Na cidade tornou-se difícil passear com elas, porque passeio-as sem trela. Vejo-me obrigada a procurar lugares onde possam andar em liberdade. É escusado falarem-me em normas urbanas. Tenho cadelas mansas e dóceis que não são uma ameaça para ninguém e que vigio a todo o momento. As normas não estão todas necessariamente certas, para além de que são feitas para privilegiar os interesses humanos e poucas vezes os dos animais. Passear um cão preso à trela não é passeá-lo, é passearmo-nos levando-o preso por uma corrente ambulante, com a obrigação de andar ao nosso ritmo. Privar um animal de interagir através do olfacto, de correr e de andar à solta, é uma forma de violência.

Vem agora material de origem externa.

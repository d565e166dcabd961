/// Value objects for the domain layer
use super::base::{DomainError, DomainResult, ValueObject};
use chrono::{DateTime, Utc};
use serde::{Deserialize, Serialize};
use std::fmt;
use uuid::Uuid;

/// Declares an opaque string-backed aggregate identifier.
macro_rules! identifier {
    ($(#[$meta:meta])* $name:ident) => {
        $(#[$meta])*
        #[derive(Debug, Clone, PartialEq, Eq, Hash, PartialOrd, Ord, Serialize, Deserialize)]
        #[serde(transparent)]
        pub struct $name(String);

        impl $name {
            /// Generate a fresh, globally unique identifier
            pub fn unique() -> Self {
                $name(unique_id())
            }

            pub fn as_str(&self) -> &str {
                &self.0
            }
        }

        impl From<String> for $name {
            fn from(id: String) -> Self {
                $name(id)
            }
        }

        impl From<&str> for $name {
            fn from(id: &str) -> Self {
                $name(id.to_string())
            }
        }

        impl ValueObject for $name {}

        impl fmt::Display for $name {
            fn fmt(&self, f: &mut fmt::Formatter<'_>) -> fmt::Result {
                write!(f, "{}", self.0)
            }
        }
    };
}

/// Lowercase hex UUID without separators
pub fn unique_id() -> String {
    Uuid::new_v4().simple().to_string()
}

identifier!(
    /// Unique identifier for a Category
    CategoryId
);
identifier!(
    /// Unique identifier for a Genre
    GenreId
);
identifier!(
    /// Unique identifier for a CastMember
    CastMemberId
);
identifier!(
    /// Unique identifier for a Video
    VideoId
);

/// Soft-delete state shared by Category and Genre.
///
/// `deleted_at` exists only while inactive; both transitions are idempotent.
#[derive(Debug, Clone, Copy, PartialEq, Eq)]
pub enum Activation {
    Active,
    Inactive { deleted_at: DateTime<Utc> },
}

impl Activation {
    pub fn new(is_active: bool, now: DateTime<Utc>) -> Self {
        if is_active {
            Activation::Active
        } else {
            Activation::Inactive { deleted_at: now }
        }
    }

    /// Rebuild from stored columns, rejecting an `active`/`deleted_at` mismatch
    pub fn restore(is_active: bool, deleted_at: Option<DateTime<Utc>>) -> DomainResult<Self> {
        match (is_active, deleted_at) {
            (true, None) => Ok(Activation::Active),
            (false, Some(deleted_at)) => Ok(Activation::Inactive { deleted_at }),
            (true, Some(_)) => Err(DomainError::InvalidValue(
                "an active aggregate cannot have a deletion date".to_string(),
            )),
            (false, None) => Err(DomainError::InvalidValue(
                "an inactive aggregate requires a deletion date".to_string(),
            )),
        }
    }

    pub fn activate(self) -> Self {
        Activation::Active
    }

    /// Keeps the original deletion date when already inactive
    pub fn deactivate(self, now: DateTime<Utc>) -> Self {
        match self {
            Activation::Active => Activation::Inactive { deleted_at: now },
            inactive @ Activation::Inactive { .. } => inactive,
        }
    }

    pub fn is_active(&self) -> bool {
        matches!(self, Activation::Active)
    }

    pub fn deleted_at(&self) -> Option<DateTime<Utc>> {
        match self {
            Activation::Active => None,
            Activation::Inactive { deleted_at } => Some(*deleted_at),
        }
    }
}

impl ValueObject for Activation {}

/// Role a cast member plays in a production
#[derive(Debug, Clone, Copy, PartialEq, Eq, Hash, Serialize, Deserialize)]
#[serde(rename_all = "SCREAMING_SNAKE_CASE")]
pub enum CastMemberType {
    Actor,
    Director,
}

impl CastMemberType {
    pub fn of(value: &str) -> Option<Self> {
        match value.trim().to_ascii_uppercase().as_str() {
            "ACTOR" => Some(CastMemberType::Actor),
            "DIRECTOR" => Some(CastMemberType::Director),
            _ => None,
        }
    }

    pub fn as_str(&self) -> &'static str {
        match self {
            CastMemberType::Actor => "ACTOR",
            CastMemberType::Director => "DIRECTOR",
        }
    }
}

impl ValueObject for CastMemberType {}

impl fmt::Display for CastMemberType {
    fn fmt(&self, f: &mut fmt::Formatter<'_>) -> fmt::Result {
        write!(f, "{}", self.as_str())
    }
}

/// Age rating of a video
#[derive(Debug, Clone, Copy, PartialEq, Eq, Hash, Serialize, Deserialize)]
pub enum Rating {
    #[serde(rename = "ER")]
    Er,
    #[serde(rename = "L")]
    L,
    #[serde(rename = "10")]
    Age10,
    #[serde(rename = "12")]
    Age12,
    #[serde(rename = "14")]
    Age14,
    #[serde(rename = "16")]
    Age16,
    #[serde(rename = "18")]
    Age18,
}

impl Rating {
    const ALL: [Rating; 7] = [
        Rating::Er,
        Rating::L,
        Rating::Age10,
        Rating::Age12,
        Rating::Age14,
        Rating::Age16,
        Rating::Age18,
    ];

    pub fn of(label: &str) -> Option<Self> {
        Rating::ALL
            .into_iter()
            .find(|rating| rating.name().eq_ignore_ascii_case(label.trim()))
    }

    pub fn name(&self) -> &'static str {
        match self {
            Rating::Er => "ER",
            Rating::L => "L",
            Rating::Age10 => "10",
            Rating::Age12 => "12",
            Rating::Age14 => "14",
            Rating::Age16 => "16",
            Rating::Age18 => "18",
        }
    }
}

impl ValueObject for Rating {}

impl fmt::Display for Rating {
    fn fmt(&self, f: &mut fmt::Formatter<'_>) -> fmt::Result {
        write!(f, "{}", self.name())
    }
}

#[cfg(test)]
mod tests {
    use super::*;
    use crate::domain::base::now;

    #[test]
    fn test_unique_ids_differ() {
        let first = CategoryId::unique();
        let second = CategoryId::unique();

        assert_ne!(first, second);
        assert_eq!(first.as_str().len(), 32);
        assert!(!first.as_str().contains('-'));
    }

    #[test]
    fn test_ids_compare_by_value() {
        assert_eq!(GenreId::from("123"), GenreId::from("123".to_string()));
        assert_eq!(VideoId::from("abc").to_string(), "abc");
    }

    #[test]
    fn test_activation_deactivate_is_idempotent() {
        let first = now();
        let inactive = Activation::new(true, first).deactivate(first);
        let again = inactive.deactivate(first + chrono::Duration::seconds(5));

        assert!(!again.is_active());
        assert_eq!(again.deleted_at(), Some(first));
    }

    #[test]
    fn test_activation_activate_clears_deleted_at() {
        let active = Activation::new(false, now()).activate();

        assert!(active.is_active());
        assert!(active.deleted_at().is_none());
        assert_eq!(active.activate(), Activation::Active);
    }

    #[test]
    fn test_activation_restore_rejects_mismatch() {
        assert!(Activation::restore(true, Some(now())).is_err());
        assert!(Activation::restore(false, None).is_err());
        assert_eq!(Activation::restore(true, None).unwrap(), Activation::Active);
    }

    #[test]
    fn test_cast_member_type_parsing() {
        assert_eq!(CastMemberType::of("actor"), Some(CastMemberType::Actor));
        assert_eq!(CastMemberType::of("DIRECTOR"), Some(CastMemberType::Director));
        assert_eq!(CastMemberType::of("writer"), None);
    }

    #[test]
    fn test_rating_parsing() {
        assert_eq!(Rating::of("L"), Some(Rating::L));
        assert_eq!(Rating::of("er"), Some(Rating::Er));
        assert_eq!(Rating::of("18"), Some(Rating::Age18));
        assert_eq!(Rating::of("21"), None);
        assert_eq!(serde_json::to_string(&Rating::Age12).unwrap(), "\"12\"");
    }
}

Antigamente, conhecia pessoas com quem estabelecia relações de vizinhança devida aos meus cães. Hoje é impossível. Não posso aproximar-me de outros cães, mesmo que tenha as cadelas com trela. Os tutores afastam-se uns dos outros. Naturalmente, tenho trelas e uso-as perto de estradas ou para as atravessar. Uso-as para as proteger, para poder controlar os seus percursos evitando carros ou outros perigos. Não preciso de as prender por outros motivos. Os meus cães nunca me fugiram. Quem se sente livre não tem necessidade de fugir.

Assino e partilho tudo o que promova o bem-estar, a liberdade e os direitos dos animais. Não apenas domésticos, mas também os selvagens e aves, nomeadamente os pombos, por se terem tornados vítimas. Os animais são inocentes como crianças. Há, aliás, uma grande correspondência de comportamentos entre uns e outros. Quando maltratam um animal o que vejo é o martírio de um inocente sem voz. Não pretendo confundir o não-humano com o humano, mas pretendo que exista um tratamento digno e ético para com os animais. Gostaria que no tempo da minha vida deixassem de ser tratados como coisas, mas essa mudança de paradigma implicará uma revolução global tão abrangente que não acontecerá num curto período de tempo.

Ter a companhia de um animal implica ser paciente e generoso. Não somos donos de um animal, como não o somos de um filho. Somos responsáveis por ele. Se não temos capacidade para tolerar a casa com pêlos e, episodicamente, com urina e excrementos, não vale a pena arriscar. Se não suportamos a ideia de ter objectos pessoais roídos ou arranhados não devemos ter um animal, porque tudo isso acontecerá garantidamente ao longo da vida dele. Tenho casa numa aldeia alentejana e penso ter galinhas, tartarugas, pombos e rolas, gatos e todos aqueles que a vida me trouxer."